Lo quinto, antes de pedir a Dios cosa alguna, debemos darle muy rendidas gracias por todos los beneficios que hemos recibido de su Bondad. Podremos decirle: 'Señor mío y Dios mío, que después de haberme creado me habéis redimido por vuestra misericordia, y me habéis librado infinitas veces del furor de mis enemigos, ayudadme y socorredme ahora; y olvidando mis ingratitudes pasadas, no me neguéis la gracia que os pido.'

Y si cuando deseamos obtener alguna virtud en particular, fuéremos tentados del vicio contrario, no dejemos de alabar y bendecir a Dios por la ocasión que nos da de ejercitar esta virtud, porqué no es éste, hija mía, un favor pequeño.

Lo sexto, como la oración recibe toda su eficacia y fuerza de la suma bondad de Dios, de los merecimientos de la vida y pasión de su unigénito Hijo, y de las promesas de oírnos que nos ha hecho (Jerem, XXXIII, 3), podremos concluir siempre nuestras peticiones con alguna de las oraciones siguientes: 'Yo os pido, Señor, que por vuestra divina misericordia me otorguéis esta gracia.' 'Concededme por los méritos de vuestro unigénito Hijo lo que os pido.' 'Acordaos, Dios mío, de vuestras promesas, y oíd mis ruegos.'

Algunas veces podremos pedir también las gracias que deseamos por los méritos de la Virgen Santísima y de los Santos; porque es grande el poder que tienen en el cielo, y Dios se deleita de honrarlos en la proporción del honor y gloria que le han dado en el curso de su vida mortal.

Lo séptimo, conviene también perseverar en este ejercicio, porque el Todopoderoso no puede resistir a una humilde perseverancia en la oración; pues si la importunidad de la viuda del Evangelio pudo doblar y vencer la dureza de un juez inicuo (Luc.
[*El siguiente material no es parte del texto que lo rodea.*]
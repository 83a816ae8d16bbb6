use crate::api::ApiClient;
use crate::constants::{APOLOGY_MESSAGE, WELCOME_MESSAGE};
use crate::errors::CharlaResult;
use crate::models::{ChatResponse, ConnectionStatus, Message};
use crate::status_indicator::StatusIndicator;
use ratatui::layout::Rect;
use std::sync::Arc;

/// All mutable UI state. One instance lives behind an `Arc<Mutex<_>>` owned
/// by the event loop; the spawned health and chat tasks mutate it through
/// the same lock.
pub struct App {
    pub api: Arc<ApiClient>,
    pub messages: Vec<Message>,
    pub input: String,
    pub thinking: bool,
    pub connection_status: ConnectionStatus,
    pub chat_scroll: u16,
    pub mounted: bool,
    pub suggestion_cursor: Option<usize>,
    pub suggestion_rows: Vec<(Rect, usize)>,
    pub status_indicator: StatusIndicator,
    pub should_quit: bool,
}

impl App {
    pub fn new(api: Arc<ApiClient>) -> App {
        App {
            api,
            messages: vec![Message::bot(WELCOME_MESSAGE, Vec::new())],
            input: String::new(),
            thinking: false,
            connection_status: ConnectionStatus::Connecting,
            chat_scroll: 0,
            mounted: false,
            suggestion_cursor: None,
            suggestion_rows: Vec::new(),
            status_indicator: StatusIndicator::new(),
            should_quit: false,
        }
    }

    /// Whether the input line accepts edits. Mirrors the disabled state of
    /// the text box: typing is rejected while a request is pending or the
    /// backend is unreachable.
    pub fn input_enabled(&self) -> bool {
        !self.thinking && self.connection_status != ConnectionStatus::Error
    }

    /// The suggestion palette shows only while the conversation still holds
    /// just the welcome message and nothing is pending.
    pub fn suggestions_visible(&self) -> bool {
        self.messages.len() <= 1 && !self.thinking
    }

    /// First half of the submit path. Trims the text, drops blank input and
    /// anything submitted while a request is already in flight, appends the
    /// user message, clears the input line and raises the in-flight flag.
    /// Returns the query to send, or `None` when the submission was dropped.
    pub fn begin_submission(&mut self, text: &str) -> Option<String> {
        let content = text.trim();
        if content.is_empty() || self.thinking {
            return None;
        }
        let content = content.to_string();

        self.push_message(Message::user(content.clone()));
        self.input.clear();
        self.suggestion_cursor = None;
        self.thinking = true;
        log::info!("chat request started ({} chars)", content.len());
        Some(content)
    }

    /// Second half of the submit path, run when the request settles. A
    /// failure of any kind becomes the fixed apology message; connection
    /// status is left untouched either way.
    pub fn complete_submission(&mut self, result: CharlaResult<ChatResponse>) {
        match result {
            Ok(answer) => {
                log::info!(
                    "chat answered with {} sources (totalSources={})",
                    answer.sources.len(),
                    answer.total_sources
                );
                self.push_message(Message::bot(answer.response, answer.sources));
            }
            Err(e) => {
                log::warn!("chat request failed: {}", e);
                self.push_message(Message::bot(APOLOGY_MESSAGE, Vec::new()));
            }
        }
        self.thinking = false;
    }

    /// Applies the one-shot health probe outcome.
    pub fn apply_health(&mut self, reachable: bool) {
        self.connection_status = if reachable {
            log::info!("backend reachable");
            ConnectionStatus::Connected
        } else {
            log::warn!("backend unreachable at {}", self.api.base_url());
            ConnectionStatus::Error
        };
    }

    fn push_message(&mut self, message: Message) {
        self.messages.push(message);
        // Pin the transcript to the newest message; the draw pass clamps
        // this to the real maximum.
        self.chat_scroll = u16::MAX;
    }

    pub fn scroll_up(&mut self) {
        self.chat_scroll = self.chat_scroll.saturating_sub(1);
    }

    pub fn scroll_down(&mut self) {
        self.chat_scroll = self.chat_scroll.saturating_add(1);
    }
}

#[cfg(test)]
mod tests {
    use super::*;
    use crate::errors::CharlaError;
    use crate::models::{Sender, SourceRef};
    use crate::suggested_questions::SUGGESTED_QUESTIONS;

    fn test_app() -> App {
        App::new(Arc::new(ApiClient::new("http://localhost:9")))
    }

    fn ok_answer(text: &str, sources: Vec<SourceRef>) -> CharlaResult<ChatResponse> {
        Ok(ChatResponse {
            response: text.to_string(),
            total_sources: sources.len() as u32,
            sources,
        })
    }

    #[test]
    fn starts_with_the_welcome_message_and_connecting_status() {
        let app = test_app();
        assert_eq!(app.messages.len(), 1);
        assert_eq!(app.messages[0].sender, Sender::Bot);
        assert_eq!(app.messages[0].content, WELCOME_MESSAGE);
        assert_eq!(app.connection_status, ConnectionStatus::Connecting);
        assert!(app.suggestions_visible());
    }

    #[test]
    fn whitespace_submission_is_dropped() {
        let mut app = test_app();
        assert_eq!(app.begin_submission("   \n  "), None);
        assert_eq!(app.begin_submission(""), None);
        assert_eq!(app.messages.len(), 1);
        assert!(!app.thinking);
    }

    #[test]
    fn submission_while_in_flight_is_dropped() {
        let mut app = test_app();
        assert!(app.begin_submission("primera").is_some());
        assert!(app.thinking);
        assert_eq!(app.begin_submission("segunda"), None);
        // Only the first user message made it in.
        assert_eq!(app.messages.len(), 2);
        assert_eq!(app.messages[1].content, "primera");
    }

    #[test]
    fn successful_round_trip_appends_user_then_bot() {
        let mut app = test_app();
        app.input = "¿Qué es Wompi?".to_string();
        let query = app.begin_submission(&app.input.clone()).unwrap();
        assert_eq!(query, "¿Qué es Wompi?");
        assert!(app.input.is_empty());

        let sources = vec![SourceRef {
            title: "intro.md".to_string(),
            source: "docs/intro.md".to_string(),
            score: 0.3,
        }];
        app.complete_submission(ok_answer("Una pasarela de pagos.", sources));

        assert!(!app.thinking);
        assert_eq!(app.messages.len(), 3);
        assert_eq!(app.messages[1].sender, Sender::User);
        assert_eq!(app.messages[1].content, "¿Qué es Wompi?");
        assert_eq!(app.messages[2].sender, Sender::Bot);
        assert_eq!(app.messages[2].content, "Una pasarela de pagos.");
        assert_eq!(app.messages[2].sources.len(), 1);
        assert!(!app.suggestions_visible());
    }

    #[test]
    fn failed_round_trip_appends_the_apology() {
        let mut app = test_app();
        app.begin_submission("hola").unwrap();
        app.complete_submission(Err(CharlaError::api_error("backend returned 500")));

        assert!(!app.thinking);
        assert_eq!(app.messages.len(), 3);
        assert_eq!(app.messages[2].content, APOLOGY_MESSAGE);
        assert!(app.messages[2].sources.is_empty());
        // A chat failure never touches connectivity.
        assert_eq!(app.connection_status, ConnectionStatus::Connecting);
    }

    #[test]
    fn health_outcome_drives_status_and_input() {
        let mut app = test_app();
        app.apply_health(true);
        assert_eq!(app.connection_status, ConnectionStatus::Connected);
        assert!(app.input_enabled());

        app.apply_health(false);
        assert_eq!(app.connection_status, ConnectionStatus::Error);
        assert!(!app.input_enabled());
    }

    #[test]
    fn suggested_question_matches_a_typed_submission() {
        let mut typed = test_app();
        typed.input = SUGGESTED_QUESTIONS[0].to_string();
        let from_input = typed.begin_submission(&typed.input.clone()).unwrap();

        let mut clicked = test_app();
        let from_click = clicked.begin_submission(SUGGESTED_QUESTIONS[0]).unwrap();

        assert_eq!(from_input, from_click);
        assert_eq!(typed.messages[1].content, clicked.messages[1].content);
    }

    #[test]
    fn palette_hides_while_a_request_is_pending() {
        let mut app = test_app();
        app.begin_submission("hola").unwrap();
        assert!(!app.suggestions_visible());
    }
}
XVIII, 5), ¿cómo podrán nuestros ruegos dejar de mover a un Dios infinitamente bueno? Y así, aunque el Señor tarde en oírnos, y nos parezca que no quiere escucharnos, no debemos perder la confianza, que tenemos en su divina Bondad, ni dejar de continuar la oración; porque su divina Majestad tiene en un grado infinito todo lo que es necesario para poder y para querer enriquecernos y colmarnos de sus beneficios; y si de nuestra parte no hubiere alguna falta, podremos estar ciertos y seguros de que obtendremos infaliblemente la gracia que le pedimos, u otra que nos sea más útil y provechosa, y por ventura ambas gracias juntamente.
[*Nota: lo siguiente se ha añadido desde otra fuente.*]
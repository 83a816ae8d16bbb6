use thiserror::Error;

pub type CharlaResult<T> = Result<T, CharlaError>;

#[derive(Error, Debug)]
pub enum CharlaError {
    #[error("api error: {0}")]
    Api(String),

    #[error("config error: {0}")]
    Config(String),

    #[error("terminal error: {0}")]
    Terminal(#[from] std::io::Error),
}

impl CharlaError {
    pub fn api_error(msg: impl Into<String>) -> Self {
        CharlaError::Api(msg.into())
    }

    pub fn config_error(msg: impl Into<String>) -> Self {
        CharlaError::Config(msg.into())
    }
}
Sobre todo debemos estar siempre advertidos en este punto: que cuanto más nos pareciere que el Señor no nos escucha ni admite nuestros ruegos, tanto más hemos de procurar humillarnos y concebir menosprecio y odio de nosotros mismos. Pero en esto, hija mía, debemos gobernarnos de suerte que, considerando nuestras miserias, no perdamos jamás de vista su divina misericordia, y que en lugar de disminuir nuestra confianza la aumentemos en nuestro corazón, íntimamente persuadidos de que cuanto más viva y constante fuere en nosotros esta virtud, cuando se halla combatida, tanto mayor será nuestro merecimiento.
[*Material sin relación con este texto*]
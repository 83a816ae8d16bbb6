use crate::constants::{BOT_LABEL, SOURCES_HEADING, USER_LABEL};
use crate::models::{Message, Sender};
use ratatui::{
    layout::Rect,
    style::{Color, Modifier, Style},
    text::{Line, Span},
};
use textwrap::wrap;

/// Renders one transcript entry as a bordered block of lines. `show_clock`
/// gates the timestamp: the very first frame is drawn before the app counts
/// as mounted, so the clock only appears from the second frame on.
pub fn render(message: &Message, area: Rect, show_clock: bool) -> Vec<Line<'static>> {
    let mut lines = Vec::new();
    let style = base_style(message.sender);
    let indent = indent_for(message.sender);

    render_header(message, &mut lines, style, indent, show_clock);
    render_content(message, &mut lines, area, style, indent);
    render_sources(message, &mut lines, style, indent);
    render_footer(&mut lines, style, indent);

    lines
}

fn base_style(sender: Sender) -> Style {
    Style::default().fg(match sender {
        Sender::User => Color::Rgb(255, 223, 128),
        Sender::Bot => Color::Rgb(144, 238, 144),
    })
}

fn indent_for(sender: Sender) -> &'static str {
    match sender {
        Sender::User => "  ",
        Sender::Bot => "",
    }
}

fn render_header(
    message: &Message,
    lines: &mut Vec<Line<'static>>,
    style: Style,
    indent: &str,
    show_clock: bool,
) {
    let label = match message.sender {
        Sender::User => USER_LABEL,
        Sender::Bot => BOT_LABEL,
    };

    let mut spans = vec![
        Span::styled(indent.to_string(), style),
        Span::styled("┌─ ".to_string(), style),
        Span::styled(label.to_string(), style.add_modifier(Modifier::BOLD)),
    ];
    if show_clock {
        spans.push(Span::styled(
            format!(" · {}", message.timestamp.format("%H:%M")),
            style.add_modifier(Modifier::DIM),
        ));
    }

    lines.push(Line::from(spans));
}

fn render_content(
    message: &Message,
    lines: &mut Vec<Line<'static>>,
    area: Rect,
    style: Style,
    indent: &str,
) {
    let wrap_width = (area.width as usize).saturating_sub(4).max(1);
    for paragraph in message.content.lines() {
        if paragraph.is_empty() {
            lines.push(body_line(String::new(), style, indent));
            continue;
        }
        for wrapped in wrap(paragraph, wrap_width) {
            lines.push(body_line(wrapped.to_string(), style, indent));
        }
    }
}

fn render_sources(message: &Message, lines: &mut Vec<Line<'static>>, style: Style, indent: &str) {
    if message.sources.is_empty() {
        return;
    }

    let dim = style.add_modifier(Modifier::DIM);
    lines.push(Line::from(vec![
        Span::styled(indent.to_string(), style),
        Span::styled("│ ".to_string(), style),
        Span::styled(SOURCES_HEADING.to_string(), dim),
    ]));
    for source in &message.sources {
        lines.push(Line::from(vec![
            Span::styled(indent.to_string(), style),
            Span::styled("│ ".to_string(), style),
            Span::styled(
                format!("📄 {} (similitud: {})", source.title, source.similarity()),
                dim,
            ),
        ]));
    }
}

fn render_footer(lines: &mut Vec<Line<'static>>, style: Style, indent: &str) {
    lines.push(Line::from(vec![
        Span::styled(indent.to_string(), style),
        Span::styled("╰─".to_string(), style),
    ]));
}

fn body_line(text: String, style: Style, indent: &str) -> Line<'static> {
    Line::from(vec![
        Span::styled(indent.to_string(), style),
        Span::styled("│ ".to_string(), style),
        Span::styled(text, style),
    ])
}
Finalmente, no dejemos jamás de dar a Dios humildes y rendidas gracias. Alabemos y bendigamos igualmente su sabiduría, su bondad y su caridad, ya nos niegue o ya nos conceda la gracia que le pedimos; y en cualquier suceso procuremos conservarnos siempre tranquilos y contentos, y enteramente rendidos a su providencia.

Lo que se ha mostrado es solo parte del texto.